Essa transformação dialoga diretamente com a Nova Orla de Maceió, recentemente inaugurada. A proposta traz tendências nacionais e internacionais de reconversão de ativos turísticos tradicionais em espaços híbridos, combinando hospitalidade, moradia, lazer e uso público. O projeto urbanístico conta com a participação de nomes como o designer Guto Índio da Costa, envolvido também no conceito da nova orla de Maceió, o que reforça a integração entre o empreendimento privado e o redesenho da cidade.
Ao Investindo Por Aí, Guto afirmou que o projeto foi idealizado a partir de necessidades vistas na cidade. “Começou com uma escuta muito grande da sociedade de Maceió: nós ouvimos jangadeiros, pescadores, artesãos, toda a turma dos hotéis, do turismo, dos bares e restaurantes, moradores, visitantes.
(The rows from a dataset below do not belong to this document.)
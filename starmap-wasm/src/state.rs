use std::cell::RefCell;
use std::rc::Rc;

use starmap_core::dimensions::DimensionController;
use starmap_core::store::FormStore;
use web_sys::{CanvasRenderingContext2d, Document, HtmlCanvasElement, Window};

use crate::dom;
use crate::maps::MapLocationPicker;

/// User actions that start a fetch. Each may only run once at a time.
#[derive(Clone, Copy, Debug, PartialEq, Eq)]
pub enum Trigger {
    Generate,
    Download,
}

impl Trigger {
    pub fn button_id(self) -> &'static str {
        match self {
            Trigger::Generate => dom::GENERATE_BTN,
            Trigger::Download => dom::DOWNLOAD_BTN,
        }
    }

    pub fn busy_message(self) -> &'static str {
        match self {
            Trigger::Generate => "A preview is already being generated.",
            Trigger::Download => "A download is already in progress.",
        }
    }
}

/// Global application state stored behind an `Rc<RefCell<_>>` so it can be
/// shared across the WASM callbacks.
pub struct State {
    pub window: Window,
    pub document: Document,
    /// Visible preview canvas; downloads never draw here.
    pub canvas: HtmlCanvasElement,
    pub ctx: CanvasRenderingContext2d,
    pub store: FormStore,
    pub dimensions: DimensionController,
    pub map: Option<MapLocationPicker>,
    pub proxy_url: String,
    /// Set once a preview has rendered successfully.
    pub preview_ok: bool,
    pub generating: bool,
    pub downloading: bool,
}

impl State {
    fn flag(&mut self, trigger: Trigger) -> &mut bool {
        match trigger {
            Trigger::Generate => &mut self.generating,
            Trigger::Download => &mut self.downloading,
        }
    }
}

/// Held for the duration of a render or download. Dropping it re-enables the
/// button and hides the loading indicator, whatever the outcome.
pub struct InFlight {
    state: Rc<RefCell<State>>,
    trigger: Trigger,
}

impl InFlight {
    pub fn begin(state: &Rc<RefCell<State>>, trigger: Trigger) -> Option<Self> {
        let mut s = state.borrow_mut();
        let flag = s.flag(trigger);
        if *flag {
            return None;
        }
        *flag = true;
        dom::set_disabled(&s.document, trigger.button_id(), true);
        dom::set_visible(&s.document, dom::LOADER, true);
        drop(s);
        Some(Self {
            state: state.clone(),
            trigger,
        })
    }
}

impl Drop for InFlight {
    fn drop(&mut self) {
        let Ok(mut s) = self.state.try_borrow_mut() else {
            return;
        };
        *s.flag(self.trigger) = false;
        dom::set_disabled(&s.document, self.trigger.button_id(), false);
        if !s.generating && !s.downloading {
            dom::set_visible(&s.document, dom::LOADER, false);
        }
    }
}

/// Thread local storage for the single runtime state instance.
thread_local! {
    pub static STATE: RefCell<Option<Rc<RefCell<State>>>> = const { RefCell::new(None) };
}
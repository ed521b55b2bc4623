use std::f64::consts::TAU;

use starmap_core::layout::{ClipEllipse, CompositePlan};
use wasm_bindgen::prelude::*;
use web_sys::{CanvasRenderingContext2d, HtmlCanvasElement, HtmlImageElement};

// Non-deprecated helpers to set canvas styles via property assignment.
pub fn set_fill_style(ctx: &CanvasRenderingContext2d, color: &str) {
    let _ = js_sys::Reflect::set(
        ctx.as_ref(),
        &JsValue::from_str("fillStyle"),
        &JsValue::from_str(color),
    );
}

pub fn set_stroke_style(ctx: &CanvasRenderingContext2d, color: &str) {
    let _ = js_sys::Reflect::set(
        ctx.as_ref(),
        &JsValue::from_str("strokeStyle"),
        &JsValue::from_str(color),
    );
}

pub fn resize(canvas: &HtmlCanvasElement, width: u32, height: u32) {
    if canvas.width() != width {
        canvas.set_width(width);
    }
    if canvas.height() != height {
        canvas.set_height(height);
    }
}

fn ellipse_path(ctx: &CanvasRenderingContext2d, c: &ClipEllipse) -> Result<(), JsValue> {
    ctx.begin_path();
    ctx.ellipse(c.cx, c.cy, c.rx.max(0.0), c.ry.max(0.0), 0.0, 0.0, TAU)
}

/// Execute a composite plan onto a canvas already sized to the plan.
pub fn draw_plan(
    ctx: &CanvasRenderingContext2d,
    plan: &CompositePlan,
    chart: &HtmlImageElement,
) -> Result<(), JsValue> {
    let (w, h) = (plan.width as f64, plan.height as f64);
    ctx.set_transform(1.0, 0.0, 0.0, 1.0, 0.0, 0.0)?;
    ctx.clear_rect(0.0, 0.0, w, h);
    if let Some(bg) = &plan.background {
        set_fill_style(ctx, bg);
        ctx.fill_rect(0.0, 0.0, w, h);
    }

    ctx.save();
    ellipse_path(ctx, &plan.clip)?;
    ctx.clip();
    let drawn = ctx.draw_image_with_html_image_element_and_dw_and_dh(chart, 0.0, 0.0, w, h);
    ctx.restore();
    drawn?;

    if let Some(border) = &plan.border {
        ellipse_path(ctx, &plan.clip)?;
        set_stroke_style(ctx, &border.color);
        ctx.set_line_width(border.width);
        ctx.stroke();
    }

    ctx.set_text_align("center");
    for t in &plan.texts {
        ctx.set_font(&t.css_font());
        ctx.set_text_baseline(t.baseline.as_canvas());
        set_fill_style(ctx, &t.layer.color);
        ctx.fill_text(t.layer.text.trim(), t.x, t.y)?;
    }
    Ok(())
}

/// Hatched placeholder so a failed render is never mistaken for a chart.
pub fn draw_failure(ctx: &CanvasRenderingContext2d, width: u32, height: u32) {
    let (w, h) = (width as f64, height as f64);
    let _ = ctx.set_transform(1.0, 0.0, 0.0, 1.0, 0.0, 0.0);
    set_fill_style(ctx, "#1d1d24");
    ctx.fill_rect(0.0, 0.0, w, h);

    set_stroke_style(ctx, "#3a3a46");
    ctx.set_line_width(6.0);
    ctx.begin_path();
    let step = 24.0;
    let mut x = -h;
    while x < w {
        ctx.move_to(x, h);
        ctx.line_to(x + h, 0.0);
        x += step;
    }
    ctx.stroke();

    set_fill_style(ctx, "#ff6b6b");
    ctx.set_font("bold 24px sans-serif");
    ctx.set_text_align("center");
    ctx.set_text_baseline("middle");
    let _ = ctx.fill_text("render failed", w / 2.0, h / 2.0);
}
Fizemos pesquisas de grande porte para entender e se aprofundar na cultura, nos propósitos, nos desejos, o que que a cidade, a população queria para a sua Maceió dos sonhos, esse projeto tenta responder a todos esses anseios”.

Mais do que uma intervenção pontual, o movimento sinaliza uma transformação mais ampla: a valorização da faixa litorânea como ativo econômico estratégico, com potencial de induzir novos investimentos imobiliários, turísticos e de serviços. E esses componentes se tornam ainda mais importantes quando observados juntos ao bom momento que a capital vive no setor hoteleiro, sendo reconhecida internacionalmente como destino turístico.
Para Adriano Moura, arquiteto que compõe o projeto, a expectativa é que a população da cidade e os visitantes consigam celebrar os novos empreendimentos. “Com certeza é o projeto de maior responsabilidade que já me envolvi. É um projeto de padrão internacional e nós conseguimos traduzir a nossa cultura nele, então espero que a cidade como um todo abrace o projeto para que a gente tenha uma Maceió para o futuro para todos, com valorização de paisagem que essa é a grande riqueza desse local”, destaca.
Unindo o passado da hotelaria local – responsável por colocar Maceió e Alagoas no mapa do turismo nacional – ao futuro da capital, o setor se coloca como plataforma de expansão econômica mais ampla, promovendo conexão entre investimentos, novas possibilidades de ocupação da cidade e qualificação urbana.